2. Die Grundannahmen der Theorie von Moscovici
- sozialer Einfluß von Minderheiten in Gruppen
- historische Beobachtung, daß die Mehrzahl sozialer
und wissenschaftlicher Innovationen von Minderheiten ausgelöst wurden
selbst, wenn diese keine Macht- und Statusvorteile
hatten
- Minderheiten üben dann sozialen Einfluß
aus, wenn sie einen Konflikt mit der Majorität auslösen und der
dominanten Position
einen alternativen Standpunkt entgegensetzen
- konsistenter Verhaltensstil: unbeirrbares Beharren
auf dem alternativen Standpunkt, auch gegen sozialen Druck
- führt einen unlösbaren Konflikt und
damit soziale Instabilität herbei
- erweckt den Eindruck von Sicherheit und Überzeugtheit
- Moscovici nennt weitere potentiell bedeutungsvolle
Verhaltensstile: Engagement, Unabhängigkeit, Rigidität, Fairneß
- Konsistenz ist jedoch als Grundlage anzusehen
(andere Verhaltensstile nicht überprüft)
3. Forschung
- Umkehrung eines Experimentes von ASCH (Asch-Konformitätsparadigma):
- Vpn wird mit mehreren Mitarbeitern des Versuchsleiters
und deren übereinstimmend falschem oder ungewöhnlichen Urteil
über ein Objekt konfrontiert.
Ohne soziale Unterstützung seitens einer weiteren Vpn beugt sie sich
häufig der Mehrheits-
meinung
- Zwei Mitarbeiter des Versuchsleiters
repräsentieren die Minorität
- Majorität sind vier - hinsichtlich
des Versuches - naive Versuchspersonen
- im Sehtest wurde allen volle
Sehfähigkeit bescheinigt
- Vpn sollten nun die Farbe von
blauen
Dias benennen, die sich nur hinsichtlich ihrer Farbintensität unterschieden
- diese Aufgabe wurde von der Kontrollgruppe
(6 "naive" Vpn) fehlerfrei gelöst
- in der Experimentalgruppe bezeichneten
die MA des Versuchsleiters die Dias konsistent alsgrün
Ergebnis:
- 8,4% aller Antworten lauteten
grün
- 32% aller Versuchspersonen gaben
zumindest einmal an, grün
gesehen zu haben
- bei inkonsitenter Farbangabe
(mal blau, mal
grün)
war kein sozialer Einfluß feststellbar
Dieses Experiment wurde in einer Vielzahl von Folgeexperimenten unter den unterschiedlichsten Gesichtspunkten repliziert und immer wieder bestätigt:
1. Konsistente Minoritäten üben sozialen Einfluß
aus,
inkonsistentes Verhalten beeinträchtigt
Wahrnehmung und Verhalten der Majorität nicht
2. Konsistenten Minoritäten werden Sicherheit und
Überzeugung zuattribuiert
Es wurde in einigen Experimenten beobachtet, daß
konsistente Minoritäten häufig als kompetenter angesehen werden,
auch
wurde diesen Personen häufiger Führungsrollen
zugeteilt, vor allem, wenn diese ihrer Sicherheit nicht nur verbal, sondern
auch non-verbal (Sitzplatz am Kopfplatz eines Tisches) Ausdruck verliehen.
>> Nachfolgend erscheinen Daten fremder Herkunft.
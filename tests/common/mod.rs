//! Shared helpers for the integration tests.

#![allow(dead_code)]

use std::sync::Arc;

use bch_consensus::activation::FixedBlockSize;
use bch_consensus::config::ValidationConfig;
use bch_consensus::index::BlockNode;
use bch_consensus::mediantime::MedianTimeSource;
use bch_consensus::merkle::merkle_root;
use bch_consensus::params::ChainParams;
use bch_consensus::pow::{compact_to_target, hash_to_uint256, DifficultyOracle};
use bch_consensus::script::{ScriptCheckContext, ScriptVerifier};
use bch_consensus::types::{
    Block, BlockHash, BlockHeader, OutPoint, Transaction, TxInput, TxOutput, Txid, ZERO_HASH,
};
use bch_consensus::utxo::MemoryUtxoStore;
use bch_consensus::{BlockChain, ScriptError};
use chrono::{DateTime, TimeZone, Utc};

/// The all-permissive difficulty bits used by the regression test network.
pub const REGTEST_BITS: u32 = 0x207fffff;

/// A fixed "wall clock" so the future-timestamp ceiling is deterministic.
pub const NOW: i64 = 1_600_000_000;

pub struct FixedTime(pub DateTime<Utc>);

impl MedianTimeSource for FixedTime {
    fn adjusted_time(&self) -> DateTime<Utc> {
        self.0
    }
}

pub struct FixedBits(pub u32);

impl DifficultyOracle for FixedBits {
    fn next_required_bits(
        &self,
        _parent: &BlockNode,
        _timestamp: DateTime<Utc>,
    ) -> bch_consensus::Result<u32> {
        Ok(self.0)
    }
}

/// A script interpreter that accepts every input and reports one signature
/// check per input.
pub struct AcceptAllScripts;

impl ScriptVerifier for AcceptAllScripts {
    fn verify_input(&self, _ctx: &ScriptCheckContext<'_>) -> Result<u32, ScriptError> {
        Ok(1)
    }
}

pub fn chain_with(params: ChainParams, store: MemoryUtxoStore) -> BlockChain {
    BlockChain::new(
        params,
        ValidationConfig::default(),
        Box::new(FixedTime(Utc.timestamp_opt(NOW, 0).unwrap())),
        Box::new(FixedBits(REGTEST_BITS)),
        Box::new(FixedBlockSize(32_000_000)),
        Box::new(store),
        Box::new(AcceptAllScripts),
    )
}

/// Grind the nonce until the header hash meets its own target.
pub fn solve(header: &mut BlockHeader) {
    let target = compact_to_target(header.bits).value;
    while hash_to_uint256(&header.block_hash().0) > target {
        header.nonce += 1;
    }
}

/// Minimal BIP34 height encoding for a coinbase signature script.
pub fn encoded_height(height: u32) -> Vec<u8> {
    if height == 0 {
        return vec![0x00, 0x00];
    }
    if height <= 16 {
        return vec![0x50 + height as u8, 0x00];
    }
    let mut le = height.to_le_bytes().to_vec();
    while le.last() == Some(&0) {
        le.pop();
    }
    let mut script = vec![le.len() as u8];
    script.extend_from_slice(&le);
    script
}

/// A coinbase claiming `value`, embedding `height`, padded past the
/// MagneticAnomaly minimum transaction size.
pub fn coinbase_at(height: u32, value: i64) -> Transaction {
    Transaction {
        version: 1,
        inputs: vec![TxInput {
            previous_outpoint: OutPoint::null(),
            signature_script: encoded_height(height),
            sequence: 0xffff_ffff,
        }],
        outputs: vec![TxOutput {
            value,
            pk_script: vec![0x51; 45],
        }],
        lock_time: 0,
    }
}

/// A non-coinbase spend of the given outpoints, padded past the
/// MagneticAnomaly minimum transaction size.
pub fn spend_of(outpoints: &[OutPoint], value: i64) -> Transaction {
    Transaction {
        version: 1,
        inputs: outpoints
            .iter()
            .map(|op| TxInput {
                previous_outpoint: *op,
                signature_script: vec![0u8; 48],
                sequence: 0xffff_ffff,
            })
            .collect(),
        outputs: vec![TxOutput {
            value,
            pk_script: vec![0x51; 20],
        }],
        lock_time: 0,
    }
}

/// Assemble and solve a block extending `parent`.
pub fn build_block(parent: &BlockNode, transactions: Vec<Transaction>, timestamp: i64) -> Block {
    let txids: Vec<Txid> = transactions.iter().map(|tx| tx.txid()).collect();
    let mut header = BlockHeader {
        version: 4,
        prev_block: parent.hash,
        merkle_root: merkle_root(&txids),
        timestamp: Utc.timestamp_opt(timestamp, 0).unwrap(),
        bits: REGTEST_BITS,
        nonce: 0,
    };
    solve(&mut header);
    Block {
        header,
        transactions,
    }
}

/// A synthetic chain of `len` index nodes with evenly spaced timestamps.
pub fn node_chain(len: u32, start: i64, spacing: i64) -> Arc<BlockNode> {
    let mut tip: Option<Arc<BlockNode>> = None;
    for i in 0..len {
        let header = BlockHeader {
            version: 4,
            prev_block: tip.as_ref().map_or(BlockHash(ZERO_HASH), |t| t.hash),
            merkle_root: ZERO_HASH,
            timestamp: Utc
                .timestamp_opt(start + spacing * i64::from(i), 0)
                .unwrap(),
            bits: REGTEST_BITS,
            nonce: i,
        };
        tip = Some(Arc::new(BlockNode::new(&header, tip)));
    }
    tip.unwrap()
}

/// The index node a block would occupy above `parent`.
pub fn node_for(block: &Block, parent: &Arc<BlockNode>) -> BlockNode {
    BlockNode::new(&block.header, Some(Arc::clone(parent)))
}
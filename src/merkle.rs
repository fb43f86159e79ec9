//! Merkle tree construction over transaction ids.

use crate::serialization::double_sha256;
use crate::types::{Hash, Txid, ZERO_HASH};

/// Compute the merkle root over the given transaction ids.
///
/// Interior nodes are the double SHA-256 of the concatenated children; a
/// level with an odd number of nodes duplicates its last node. An empty
/// list yields the zero hash (block sanity rejects empty blocks before the
/// merkle check runs).
pub fn merkle_root(txids: &[Txid]) -> Hash {
    if txids.is_empty() {
        return ZERO_HASH;
    }

    let mut level: Vec<Hash> = txids.iter().map(|id| id.0).collect();
    while level.len() > 1 {
        let mut next = Vec::with_capacity(level.len().div_ceil(2));
        for pair in level.chunks(2) {
            let left = &pair[0];
            let right = pair.get(1).unwrap_or(left);
            let mut concat = [0u8; 64];
            concat[..32].copy_from_slice(left);
            concat[32..].copy_from_slice(right);
            next.push(double_sha256(&concat));
        }
        level = next;
    }
    level[0]
}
ZEIT ist ein bedeutender Faktor, denn die wahrgenommene Sicherheit und Überzeugtheit muß lange unter Beweis gestellt werden. (spielt jedoch im Konformitätsprozess keine Rolle)
- ist ein Mitglied der Minorität isoliert, wird ihm
mehr Sicherheit und Überzeugung, aber weniger Kompetenz zugeschrieben,
als einer Minorität aus mehreren Personen
- Minorität hat keine Sympathie, sondern wird abgelehnt
und sogar bedroht
- besonders
- wenn Minorität Einzelindividuum
- bei rigidem Verhandlungsstil
- bei weiterer Enfernung von der Majoritätsmeinung
- wenn es nicht gelingt, zumindest eines der Majoritätsmitglieder
zu einer Teilzustimmung zu bewegen
3. Weitere Variablen im Beeinflussungsprozess durch
Minoritäten
3.1. Rigidität
- ursprünglich (im 1.Exp. v. Moscovici 1969)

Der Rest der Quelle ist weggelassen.